Em Brasília

Deputados cearenses se mobilizam em defesa da vaquejada

Genecias alega que a vaquejada já está inserida na cultura e tradição do Nordeste. Foto: Agência Câmara
Genecias alega que a vaquejada já está inserida na cultura e tradição do Nordeste. Foto: Agência Câmara

A decisão do Supremo Tribunal Federal (STF) de proibir a realização de vaquejadas tem provocado reações em todo País. No Ceará, parlamentares federais e estaduais têm se mobilizado para tentar resgatar a segurança jurídica e legal da atividade.

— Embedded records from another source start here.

// This Source Code Form is subject to the terms of the Mozilla Public
// License, v. 2.0. If a copy of the MPL was not distributed with this
// file, You can obtain one at https://mozilla.org/MPL/2.0/.
//
// Copyright (c) 2025 Pegasus Heavy Industries, LLC

//! Interactive REPL over a module registry.

use crate::manifest::Manifest;
use crate::render::{format_exports, format_status};
use owo_colors::OwoColorize;
use reqload_core::Registry;
use rustyline::completion::{Completer, Pair};
use rustyline::error::ReadlineError;
use rustyline::highlight::Highlighter;
use rustyline::hint::Hinter;
use rustyline::history::DefaultHistory;
use rustyline::validate::Validator;
use rustyline::{Config, Editor, Helper};
use std::borrow::Cow;
use std::path::{Path, PathBuf};

/// REPL configuration constants
const HISTORY_FILE: &str = ".reqload_history";
const MAX_HISTORY_SIZE: usize = 1000;

/// Words that start a module operation
const VERBS: &[&str] = &["require", "resolve"];

/// REPL commands that can be executed with a dot prefix
#[derive(Debug, Clone, Copy, PartialEq, Eq)]
pub enum ReplCommand {
    Help,
    Exit,
    Clear,
    Version,
    Load,
    Modules,
}

impl ReplCommand {
    /// Parse a REPL command from input string
    pub fn parse(input: &str) -> Option<(Self, Option<&str>)> {
        let input = input.trim();
        let rest = input.strip_prefix('.')?;

        let mut parts = rest.splitn(2, char::is_whitespace);
        let cmd = parts.next()?.to_lowercase();
        let arg = parts.next().map(str::trim).filter(|a| !a.is_empty());

        match cmd.as_str() {
            "help" | "h" | "?" => Some((ReplCommand::Help, arg)),
            "exit" | "quit" | "q" => Some((ReplCommand::Exit, arg)),
            "clear" | "cls" => Some((ReplCommand::Clear, arg)),
            "version" | "v" => Some((ReplCommand::Version, arg)),
            "load" | "l" => Some((ReplCommand::Load, arg)),
            "modules" | "m" => Some((ReplCommand::Modules, arg)),
            _ => None,
        }
    }

    /// Get all available commands for help/completion
    pub fn all_commands() -> &'static [(&'static str, &'static str)] {
        &[
            ("require <ref>", "Require a module and print its exports"),
            ("resolve <ref> [base]", "Print the canonical path of a reference"),
            (".modules", "List defined modules and their status"),
            (".load <file>", "Define every module in a manifest"),
            (".help", "Show this help message"),
            (".version", "Show version information"),
            (".clear", "Clear the screen"),
            (".exit", "Exit the REPL"),
        ]
    }
}

/// A parsed line of REPL input
#[derive(Debug, Clone, PartialEq, Eq)]
pub enum ReplInput<'a> {
    /// Dot command
    Command(ReplCommand, Option<&'a str>),
    /// `require <ref>`
    Require(&'a str),
    /// `resolve <ref> [base]`
    Resolve(&'a str, &'a str),
    /// Anything else
    Unknown(&'a str),
}

impl<'a> ReplInput<'a> {
    /// Parse one trimmed, non-empty line
    pub fn parse(line: &'a str) -> Self {
        if let Some((cmd, arg)) = ReplCommand::parse(line) {
            return ReplInput::Command(cmd, arg);
        }

        let mut words = line.split_whitespace();
        match (words.next(), words.next(), words.next(), words.next()) {
            (Some("require"), Some(reference), None, None) => ReplInput::Require(reference),
            (Some("resolve"), Some(reference), base, None) => {
                ReplInput::Resolve(reference, base.unwrap_or(""))
            }
            _ => ReplInput::Unknown(line),
        }
    }
}

/// Helper struct for rustyline that provides completion and hints
struct ReqloadHelper {
    /// Module paths are offered as completions
    registry: Registry,
}

impl ReqloadHelper {
    fn new(registry: Registry) -> Self {
        Self { registry }
    }

    fn candidates(&self) -> Vec<String> {
        let mut words: Vec<String> = VERBS.iter().map(|v| v.to_string()).collect();
        words.extend(
            ReplCommand::all_commands()
                .iter()
                .filter(|(cmd, _)| cmd.starts_with('.'))
                .map(|&(cmd, _)| cmd.split_whitespace().next().unwrap_or(cmd).to_string()),
        );
        words.extend(self.registry.paths());
        words
    }

    /// Dimmed remainder of the first candidate extending the last word
    fn hint_for(&self, line: &str) -> Option<String> {
        let word = &line[word_start(line)..];
        if word.len() < 2 {
            return None;
        }

        self.candidates()
            .into_iter()
            .find(|candidate| candidate.starts_with(word) && candidate.len() > word.len())
            .map(|candidate| (&candidate[word.len()..]).dimmed().to_string())
    }
}

/// Start of the word under the cursor
fn word_start(line: &str) -> usize {
    line.rfind(char::is_whitespace).map(|i| i + 1).unwrap_or(0)
}

impl Completer for ReqloadHelper {
    type Candidate = Pair;

    fn complete(
        &self,
        line: &str,
        pos: usize,
        _ctx: &rustyline::Context<'_>,
    ) -> rustyline::Result<(usize, Vec<Pair>)> {
        let start = word_start(&line[..pos]);
        let word = &line[start..pos];
        if word.is_empty() {
            return Ok((pos, vec![]));
        }

        let matches: Vec<Pair> = self
            .candidates()
            .into_iter()
            .filter(|candidate| candidate.starts_with(word))
            .map(|candidate| Pair {
                replacement: candidate[word.len()..].to_string(),
                display: candidate,
            })
            .collect();

        Ok((pos, matches))
    }
}

impl Hinter for ReqloadHelper {
    type Hint = String;

    fn hint(&self, line: &str, pos: usize, _ctx: &rustyline::Context<'_>) -> Option<Self::Hint> {
        if pos < line.len() {
            return None;
        }

        self.hint_for(line)
    }
}

impl Highlighter for ReqloadHelper {
    fn highlight<'l>(&self, line: &'l str, _pos: usize) -> Cow<'l, str> {
        let verb_end = line.find(char::is_whitespace).unwrap_or(line.len());
        let (verb, rest) = line.split_at(verb_end);

        if VERBS.contains(&verb) {
            Cow::Owned(format!("{}{}", verb.magenta().bold(), rest.green()))
        } else if verb.starts_with('.') {
            Cow::Owned(format!("{}{}", verb.magenta(), rest))
        } else {
            Cow::Borrowed(line)
        }
    }

    fn highlight_char(&self, _line: &str, _pos: usize, _forced: bool) -> bool {
        true
    }
}

impl Validator for ReqloadHelper {}

impl Helper for ReqloadHelper {}

/// The interactive REPL
pub struct Repl {
    registry: Registry,
    editor: Editor<ReqloadHelper, DefaultHistory>,
    history_path: PathBuf,
}

impl Repl {
    /// Create a new REPL instance over a registry
    pub fn new(registry: Registry) -> rustyline::Result<Self> {
        let config = Config::builder()
            .history_ignore_dups(true)?
            .history_ignore_space(true)
            .max_history_size(MAX_HISTORY_SIZE)?
            .auto_add_history(true)
            .build();

        let mut editor = Editor::with_config(config)?;
        editor.set_helper(Some(ReqloadHelper::new(registry.clone())));

        let history_path = dirs::data_local_dir()
            .unwrap_or_else(|| PathBuf::from("."))
            .join("reqload")
            .join(HISTORY_FILE);

        if let Some(parent) = history_path.parent() {
            let _ = std::fs::create_dir_all(parent);
        }

        // Missing history on first run is expected
        let _ = editor.load_history(&history_path);

        Ok(Self {
            registry,
            editor,
            history_path,
        })
    }

    /// Run the REPL main loop
    pub fn run(&mut self) -> rustyline::Result<()> {
        self.print_banner();

        loop {
            let prompt = format!("{} ", "reqload>".bright_green().bold());

            match self.editor.readline(&prompt) {
                Ok(line) => {
                    let trimmed = line.trim();
                    if trimmed.is_empty() {
                        continue;
                    }

                    match ReplInput::parse(trimmed) {
                        ReplInput::Command(cmd, arg) => {
                            if let CommandResult::Exit = self.execute_command(cmd, arg) {
                                break;
                            }
                        }
                        ReplInput::Require(reference) => self.require_and_print(reference),
                        ReplInput::Resolve(reference, base) => {
                            println!("{}", self.registry.resolve(reference, base).cyan());
                        }
                        ReplInput::Unknown(input) => {
                            eprintln!(
                                "{}: unknown input '{}', try {}",
                                "Error".red().bold(),
                                input,
                                ".help".cyan()
                            );
                        }
                    }
                }
                Err(ReadlineError::Interrupted) => {
                    println!("{}", "^C".dimmed());
                    continue;
                }
                Err(ReadlineError::Eof) => {
                    println!("{}", "^D".dimmed());
                    break;
                }
                Err(err) => {
                    eprintln!("{}: {:?}", "Error".red().bold(), err);
                    break;
                }
            }
        }

        if let Err(e) = self.editor.save_history(&self.history_path) {
            tracing::warn!("Could not save history to {}: {}", self.history_path.display(), e);
        }

        println!();
        Ok(())
    }

    fn print_banner(&self) {
        println!();
        println!(
            "  {} {} {}",
            "reqload".white().bold(),
            "v".dimmed(),
            reqload_core::VERSION.bright_yellow()
        );
        println!(
            "  {} {} {}",
            self.registry.len().to_string().cyan(),
            "modules defined, failure policy".dimmed(),
            self.registry.config().failure_policy.to_string().cyan()
        );
        println!(
            "  {} {} {}",
            "Type".dimmed(),
            ".help".cyan(),
            "for available commands".dimmed()
        );
        println!();
    }

    fn execute_command(&mut self, cmd: ReplCommand, arg: Option<&str>) -> CommandResult {
        match cmd {
            ReplCommand::Help => self.print_help(),
            ReplCommand::Exit => return CommandResult::Exit,
            ReplCommand::Clear => print!("\x1B[2J\x1B[H"),
            ReplCommand::Version => {
                println!("{}: {}", "reqload".bright_cyan().bold(), reqload_core::VERSION.yellow());
            }
            ReplCommand::Load => match arg {
                Some(path) => self.load_manifest(Path::new(path)),
                None => eprintln!(
                    "{}: {} {}",
                    "Error".red().bold(),
                    ".load".cyan(),
                    "requires a file path".dimmed()
                ),
            },
            ReplCommand::Modules => self.print_modules(),
        }
        CommandResult::Continue
    }

    fn print_help(&self) {
        println!();
        println!("{}", "Commands:".white().bold());
        println!();
        for (cmd, desc) in ReplCommand::all_commands() {
            println!("  {:22} {}", cmd.cyan(), desc.dimmed());
        }
        println!();
    }

    fn print_modules(&self) {
        if self.registry.is_empty() {
            println!("{}", "no modules defined".dimmed());
            return;
        }
        for path in self.registry.paths() {
            if let Some(status) = self.registry.status(&path) {
                println!("  {:30} {}", path, format_status(status));
            }
        }
    }

    fn load_manifest(&mut self, path: &Path) {
        match Manifest::from_file(path) {
            Ok(manifest) => {
                let defined = manifest.install(&self.registry);
                println!(
                    "{} {} {}",
                    "defined".dimmed(),
                    defined.to_string().cyan(),
                    "modules".dimmed()
                );
            }
            Err(e) => eprintln!("{}: {:#}", "Error".red().bold(), e),
        }
    }

    fn require_and_print(&mut self, reference: &str) {
        match self.registry.require(reference) {
            Ok(exports) => println!("{}", format_exports(&exports)),
            Err(e) => eprintln!("{}: {}", "Error".red().bold(), e),
        }
    }
}

/// Result of executing a REPL command
enum CommandResult {
    Continue,
    Exit,
}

Algumas lideranças, inclusive, já confirmaram que acompanharão o protesto, nesta terça-feira, em Brasília, que pretende pressionar o Supremo a rever a proibição.

Economia
O deputado federal Genecias Noronha (SD) acompanhará o presidente nacional do Solidariedade, Paulinho da Força, em uma reunião com o presidente da Câmara dos Deputados, Rodrigo Maia (DEM/RJ) para falar sobre a importância da atividade para o Nordeste. “A vaquejada faz parte da cultura cearense e de vários outros estados. Além de gerar mais meio milhão de empregos fomenta a economia local e fortalece os municípios que vivem disso. Eu respeito à decisão do STF, mas não vou me calar e permitir práticas que gerem desemprego”, frisou ele, afirmando que só no Nordeste a atividade gera 700 mil empregos.

Projeto
O senador Eunício Oliveira (PMDB), por sua vez, apresentou um projeto de lei que regulamenta em todo território nacional a vaquejada como prática esportiva. A proposta buscar formalizar a atividade como manifestação cultural assegurada pela Constituição, e elenca uma série de regras a serem cumpridas pelos organizadores e competidores. Além disso, a medida orienta que organizadores e equipe de apoio preservem os animais envolvidos no esporte de qualquer maltrato, vedando uso de acessórios que possam causar ferimentos, entre outras propostas. Atualmente, a propostas está em tramitação no Senado.

Comitiva
Na Assembleia Legislativa do Ceará, o tema tem sido abordado por diversos deputados que possuem base eleitoral no interior do Estado. O deputado Danniel Oliveira (PMDB), inclusive, participará da comitiva cearense, que se unirá a pessoas de outros estados, para pressionar o Supremo a rever a suspensão da vaquejada. Desde a decisão o STF no último dia 6 deste mês, os eventos estão suspensos pela Agência de Defesa Agropecuária do Estado do Ceará (Adagri) – instituição que fiscaliza as vaquejadas.

400 vaqueiros
Segundo o presidente da Federação da Agricultura e Pecuária do Estado do Ceará, Flávio Saboya Neto, mais de 400 vaqueiros do Ceará participarão do evento. “Acredito numa reanálise da questão e no restabelecimento da vaquejada”, disse ele, classificando como “equivocada” a decisão do Supremo. “Ao suspender a vaquejada, com os argumentos de que a prática traria maus tratos e sofrimento aos animais, parece-nos imprescindível destacar que no passar dos anos, regras vêm sendo desenvolvidas, visando à proteção e bem estar do animal e a modernização da atividade”, pontuou.

E mais
Para Saboya, há um desconhecimento dos aspectos culturais, a tradição do povo nordestino e, especialmente, do sertanejo e que, em última análise foram os grandes responsáveis pelo desbravamento do nosso campo e pelo nascimento de vilas que se tornaram cidades. Além destes aspectos, segundo ele, há de se destacar o papel social da vaquejada que movimenta inúmeras categorias profissionais: vaqueiros, tratadores, casqueadores, fabricantes de arreio, motoristas, juízes, locutores, veterinários, dentre outros.